После отправки и анализа последовательности вы также можете отсортировать результаты по длине праймера, температуре плавления и т. д. Моя любимая часть использования PrimerBlast — это то, что он предоставляет визуальный интерфейс, включая то, где праймеры будут связываться с шаблоном.
3. BatchPrimer3: это отличный инструмент для создания праймера с более высокой пропускной способностью. BatchPrimer3 основан на Primer3 и может создавать широкий спектр праймеров. Результаты предоставляются в виде HTML с визуализацией выравнивания с цветовой кодировкой и могут быть загружены в форме с разделителями табуляции. С помощью этого инструмента вы также можете получить пакетную информацию о физических параметрах предлагаемых праймеров.
4. HYDEN (HighlY DegeNerate primer) : иногда вы не знаете точную последовательность ДНК-мишени, которую вы пытаетесь амплифицировать, например, когда вы работаете с ДНК организма, которая еще не была секвенирована. В этом случае вы можете разработать «вырожденные» праймеры на основе родственных организмов или реверсировать их с помощью аминокислотной последовательности. HYDEN — это загружаемая программа, основанная на командной строке, которая разрабатывает праймеры для многих входных последовательностей.

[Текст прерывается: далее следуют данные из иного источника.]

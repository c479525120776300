use super::{ParseError, Spanned};
use chumsky::prelude::*;
use std::borrow::Cow;
use std::fmt;

#[derive(Debug, Clone, Copy, PartialEq)]
pub enum Token<'code> {
    BracketRoundOpen,
    BracketRoundClose,
    BracketCurlyOpen,
    BracketCurlyClose,
    BracketSquareOpen,
    BracketSquareClose,
    Number(f64),
    /// Raw string content between the quotes, escapes not yet resolved.
    Text(&'code str),
    Identifier(&'code str),
    True,
    False,
    Null,
    Undefined,
    This,
    Typeof,
    Comma,
    Dot,
    Colon,
    Semicolon,
    Question,
    DoubleQuestion,
    StrictEqual,
    StrictNotEqual,
    Equal,
    NotEqual,
    GreaterOrEqual,
    Greater,
    LessOrEqual,
    Less,
    And,
    Or,
    Not,
    Increment,
    Decrement,
    PlusAssign,
    MinusAssign,
    Assign,
    Plus,
    Minus,
    Asterisk,
    Slash,
    Percent,
}

impl<'code> Token<'code> {
    pub fn into_cow_str(self) -> Cow<'code, str> {
        match self {
            Self::BracketRoundOpen => "(".into(),
            Self::BracketRoundClose => ")".into(),
            Self::BracketCurlyOpen => "{".into(),
            Self::BracketCurlyClose => "}".into(),
            Self::BracketSquareOpen => "[".into(),
            Self::BracketSquareClose => "]".into(),
            Self::Number(number) => number.to_string().into(),
            Self::Text(text) => format!("'{text}'").into(),
            Self::Identifier(identifier) => identifier.into(),
            Self::True => "true".into(),
            Self::False => "false".into(),
            Self::Null => "null".into(),
            Self::Undefined => "undefined".into(),
            Self::This => "this".into(),
            Self::Typeof => "typeof".into(),
            Self::Comma => ",".into(),
            Self::Dot => ".".into(),
            Self::Colon => ":".into(),
            Self::Semicolon => ";".into(),
            Self::Question => "?".into(),
            Self::DoubleQuestion => "??".into(),
            Self::StrictEqual => "===".into(),
            Self::StrictNotEqual => "!==".into(),
            Self::Equal => "==".into(),
            Self::NotEqual => "!=".into(),
            Self::GreaterOrEqual => ">=".into(),
            Self::Greater => ">".into(),
            Self::LessOrEqual => "<=".into(),
            Self::Less => "<".into(),
            Self::And => "&&".into(),
            Self::Or => "||".into(),
            Self::Not => "!".into(),
            Self::Increment => "++".into(),
            Self::Decrement => "--".into(),
            Self::PlusAssign => "+=".into(),
            Self::MinusAssign => "-=".into(),
            Self::Assign => "=".into(),
            Self::Plus => "+".into(),
            Self::Minus => "-".into(),
            Self::Asterisk => "*".into(),
            Self::Slash => "/".into(),
            Self::Percent => "%".into(),
        }
    }
}

impl fmt::Display for Token<'_> {
    fn fmt(&self, f: &mut fmt::Formatter) -> fmt::Result {
        write!(f, "{}", self.into_cow_str())
    }
}

pub fn lexer<'code>()
-> impl Parser<'code, &'code str, Vec<Spanned<Token<'code>>>, extra::Err<ParseError<'code, char>>> {
    let bracket = choice((
        just('(').to(Token::BracketRoundOpen),
        just(')').to(Token::BracketRoundClose),
        just('{').to(Token::BracketCurlyOpen),
        just('}').to(Token::BracketCurlyClose),
        just('[').to(Token::BracketSquareOpen),
        just(']').to(Token::BracketSquareClose),
    ));

    // Longest operators first.
    let comparator = choice((
        just("===").to(Token::StrictEqual),
        just("!==").to(Token::StrictNotEqual),
        just("==").to(Token::Equal),
        just("!=").to(Token::NotEqual),
        just(">=").to(Token::GreaterOrEqual),
        just('>').to(Token::Greater),
        just("<=").to(Token::LessOrEqual),
        just('<').to(Token::Less),
    ));

    let logical_operator = choice((
        just("&&").to(Token::And),
        just("||").to(Token::Or),
        just("??").to(Token::DoubleQuestion),
        just('!').to(Token::Not),
        just('?').to(Token::Question),
    ));

    let arithmetic_operator = choice((
        just("++").to(Token::Increment),
        just("--").to(Token::Decrement),
        just("+=").to(Token::PlusAssign),
        just("-=").to(Token::MinusAssign),
        just('=').to(Token::Assign),
        just('+').to(Token::Plus),
        just('-').to(Token::Minus),
        just('*').to(Token::Asterisk),
        just('/').to(Token::Slash),
        just('%').to(Token::Percent),
    ));

    let number = text::int(10)
        .then(just('.').then(text::digits(10)).or_not())
        .to_slice()
        .from_str()
        .unwrapped()
        .map(Token::Number);

    let escaped = |quote: char| {
        just('\\')
            .then(any())
            .ignored()
            .or(none_of([quote, '\\']).ignored())
            .repeated()
            .to_slice()
            .delimited_by(just(quote), just(quote))
    };
    let text = escaped('\'').or(escaped('"')).map(Token::Text);

    let identifier_or_keyword = any()
        .filter(|character: &char| character.is_ascii_alphabetic() || matches!(character, '_' | '$'))
        .then(
            any()
                .filter(|character: &char| {
                    character.is_ascii_alphanumeric() || matches!(character, '_' | '$')
                })
                .repeated(),
        )
        .to_slice()
        .map(|identifier: &str| match identifier {
            "true" => Token::True,
            "false" => Token::False,
            "null" => Token::Null,
            "undefined" => Token::Undefined,
            "this" => Token::This,
            "typeof" => Token::Typeof,
            _ => Token::Identifier(identifier),
        });

    let token = choice((
        bracket,
        number,
        text,
        identifier_or_keyword,
        comparator,
        logical_operator,
        arithmetic_operator,
        just(',').to(Token::Comma),
        just('.').to(Token::Dot),
        just(':').to(Token::Colon),
        just(';').to(Token::Semicolon),
    ));

    token
        .map_with(|token, extra| Spanned {
            node: token,
            span: extra.span(),
        })
        .padded()
        .repeated()
        .collect()
        .padded()
        .then_ignore(end())
}

/// Resolve the escapes of a [`Token::Text`] body.
pub fn unescape(raw: &str) -> String {
    let mut output = String::with_capacity(raw.len());
    let mut characters = raw.chars();
    while let Some(character) = characters.next() {
        if character != '\\' {
            output.push(character);
            continue;
        }
        match characters.next() {
            Some('n') => output.push('\n'),
            Some('t') => output.push('\t'),
            Some('r') => output.push('\r'),
            Some('0') => output.push('\0'),
            Some(other) => output.push(other),
            None => output.push('\\'),
        }
    }
    output
}

#[cfg(test)]
mod tests {
    use super::*;
    use chumsky::prelude::Parser;

    fn tokens(source: &str) -> Vec<Token<'_>> {
        lexer()
            .parse(source)
            .into_result()
            .unwrap()
            .into_iter()
            .map(|token| token.node)
            .collect()
    }

    #[test]
    fn test_operators_prefer_longest_match() {
        assert_eq!(
            tokens("a === b !== c ?? d++ += 1"),
            vec![
                Token::Identifier("a"),
                Token::StrictEqual,
                Token::Identifier("b"),
                Token::StrictNotEqual,
                Token::Identifier("c"),
                Token::DoubleQuestion,
                Token::Identifier("d"),
                Token::Increment,
                Token::PlusAssign,
                Token::Number(1.),
            ]
        );
    }

    #[test]
    fn test_strings_keep_raw_escapes() {
        assert_eq!(tokens(r#"'it\'s' "x""#), vec![Token::Text(r"it\'s"), Token::Text("x")]);
        assert_eq!(unescape(r"it\'s\n"), "it's\n");
    }

    #[test]
    fn test_keywords_and_identifiers() {
        assert_eq!(
            tokens("this.$el && !undefined"),
            vec![
                Token::This,
                Token::Dot,
                Token::Identifier("$el"),
                Token::And,
                Token::Not,
                Token::Undefined,
            ]
        );
    }

    #[test]
    fn test_unknown_character_is_an_error() {
        assert!(lexer().parse("a # b").has_errors());
    }
}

Конечно, этот список не является исчерпывающим — есть много других доступных вариантов онлайн! Перед тем, как подключать все ваши любимые шаблоны убедитесь, что у вас есть подробное понимание того, как работает ПЦР и ваше конкретное приложение, прежде чем разрабатывать и заказывать учебники для начинающих. Хотя оптимальная конструкция праймера может иметь большое значение для успеха в термоциклере, рассмотрите возможность изменения других ключевых компонентов вашей реакции ПЦР (таких как температура отжига, концентрация магния и используемая полимераза), чтобы еще больше увеличить ваши шансы на успех с особенно трудными шаблонами.
Какие инструменты вы используете для разработки учебника для начинающих и что вам в них нравится? Расскажите нам в комментариях ниже!